A non essere d’accordo però è la responsabile delle Politiche giovanili, Fabiana Dadone, che peraltro in passato ha guidato proprio il ministero della Funzione pubblica. A non convincerla è l’idea che così si penalizzi l’economia. “Fatico a comprendere l’ideologia che contrasta lo smart working laddove nel lavoro è possibile, così come sarebbe incomprensibile impuntarsi nel non applicare ogni misura utile ad arginare una situazione che non può più ammettere esitazioni”.

A suo giudizio, “non basta trincerarsi dietro la mera ‘concessione’ di ampia flessibilità data dalle disposizioni di legge ad ogni amministrazione di ricorrere a questa modalità organizzativa. La Pa, per non parlare delle realtà private, ha già dato dimostrazione di saper coniugare il lavoro agile con la performance lavorativa. Sostenere che l’economia non possa girare con un pubblica amministrazione in lavoro agile significa mentire sapendo di mentire. Fare di tutto per disincentivarne il ricorso non ha alcun senso, tanto più in questo delicato momento storico”.  Una posizione sostenuta da tutto il M5s, ma anche da altre forze politiche, come Sinistra italiana e alcuni esponenti del Pd.
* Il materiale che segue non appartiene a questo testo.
//! Per-node lifecycle supervisor (C5).
//!
//! The node table is a flat array indexed by node id, not a hash map: the id
//! space is fixed (1..=127) and small, so locality wins over flexibility.
//! `NodeTable` owns the array; `supervisor` drives state transitions on top
//! of it from boot-up frames, heartbeats, node-guard replies and timeouts.

pub mod supervisor;

use bitflags::bitflags;
use std::time::Instant;

pub const NODE_ID_MIN: u8 = 1;
pub const NODE_ID_MAX: u8 = 127;

bitflags! {
    /// Per-device behavioural overrides bound at driver-bind time from the
    /// driver registry's (vendor, product) table. `--strict` clears all
    /// quirks network-wide regardless of what a driver requests.
    #[derive(Debug, Clone, Copy, PartialEq, Eq)]
    pub struct Quirks: u32 {
        /// Tolerate a zero NMT status byte in a node-guarding reply instead
        /// of rejecting it.
        const ZERO_GUARD_STATUS = 0b0000_0001;
    }
}

#[derive(Debug, Clone, Copy, PartialEq, Eq)]
pub enum NodeState {
    Dormant,
    Loading,
    PreOperational,
    Operational,
    Stopped,
}

#[derive(Debug, Clone, Copy, PartialEq, Eq)]
pub enum DriverType {
    None,
    Legacy,
    New,
}

/// Device identity read back during boot via the mandatory 0x1000/0x1008/
/// 0x1009/0x100A/0x1018 objects.
#[derive(Debug, Clone, Default)]
pub struct Identity {
    pub device_type: u32,
    pub vendor_id: u32,
    pub product_code: u32,
    pub revision_number: u32,
    pub name: String,
    pub hw_version: String,
    pub sw_version: String,
}

/// One slot in the node table. A slot is addressable once its id falls in
/// `[NODE_ID_MIN, NODE_ID_MAX]`; it is otherwise inert until a node
/// announces itself.
#[derive(Debug)]
pub struct NodeRecord {
    pub node_id: u8,
    pub state: NodeState,
    pub driver_type: DriverType,
    pub identity: Identity,
    pub heartbeat_supported: bool,
    pub is_loading: bool,
    pub ntimeouts: u32,
    pub quirks: Quirks,
    pub heartbeat_deadline: Option<Instant>,
    pub ping_deadline: Option<Instant>,
    /// `(index, sub)` of a failed boot-time read still waiting on its
    /// backoff delay to expire, and when that delay is up.
    pub boot_retry: Option<(u16, u8)>,
    pub boot_retry_deadline: Option<Instant>,
    /// Delay the *next* boot-read failure will wait before retrying;
    /// doubles on every failure and resets on `on_bootup`/a successful read.
    pub boot_retry_backoff: std::time::Duration,
}

impl NodeRecord {
    fn new(node_id: u8) -> Self {
        NodeRecord {
            node_id,
            state: NodeState::Dormant,
            driver_type: DriverType::None,
            identity: Identity::default(),
            heartbeat_supported: false,
            is_loading: false,
            ntimeouts: 0,
            quirks: Quirks::empty(),
            heartbeat_deadline: None,
            ping_deadline: None,
            boot_retry: None,
            boot_retry_deadline: None,
            boot_retry_backoff: supervisor::BOOT_RETRY_INITIAL_DELAY,
        }
    }
}

/// The master's node table: `O(1)` lookup by id, array-backed.
pub struct NodeTable {
    slots: Vec<NodeRecord>,
}

impl NodeTable {
    pub fn new() -> Self {
        let slots = (NODE_ID_MIN..=NODE_ID_MAX).map(NodeRecord::new).collect();
        NodeTable { slots }
    }

    pub fn is_addressable(node_id: u8) -> bool {
        (NODE_ID_MIN..=NODE_ID_MAX).contains(&node_id)
    }

    pub fn get(&self, node_id: u8) -> Option<&NodeRecord> {
        if !Self::is_addressable(node_id) {
            return None;
        }
        self.slots.get((node_id - NODE_ID_MIN) as usize)
    }

    pub fn get_mut(&mut self, node_id: u8) -> Option<&mut NodeRecord> {
        if !Self::is_addressable(node_id) {
            return None;
        }
        self.slots.get_mut((node_id - NODE_ID_MIN) as usize)
    }

    pub fn iter(&self) -> impl Iterator<Item = &NodeRecord> {
        self.slots.iter()
    }

    pub fn iter_mut(&mut self) -> impl Iterator<Item = &mut NodeRecord> {
        self.slots.iter_mut()
    }
}

impl Default for NodeTable {
    fn default() -> Self {
        Self::new()
    }
}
Brunetta non ci sta. “Chi sta invocando lo smart working generalizzato nella Pubblica amministrazione – si legge sempre nella nota – non si accontenta del lavoro agile regolato, strutturato e ampiamente flessibile che è stato disegnato in maniera condivisa e partecipata in questi mesi – attraverso il confronto con i sindacati, e con l’intesa del governo, delle Regioni, dei Comuni e delle Province – ma chiede il ritorno alla situazione del lockdown di marzo 2020″. Con lui si schiera Forza Italia convinta che più che una soluzione del genere sia arrivato il momento di imporre l’obbligo vaccinale.

I primi ad andare in pressing sul responsabile della Pa sono stati i sindacati che ora rilanciano. “Sbagliatissimo ricondurre a scontro politico una dinamica che è soprattutto di natura contrattuale, in virtù del fatto che l’esperienza che abbiamo vissuto durante la pandemia di uno smart working emergenziale si è tradotta con un accordo in Funzione pubblica sul lavoro agile inserito nell’ultimo rinnovato ccnl”, dice Sandro Colombi, segretario generale della Uilpa, ad Adnkronos/Labitalia.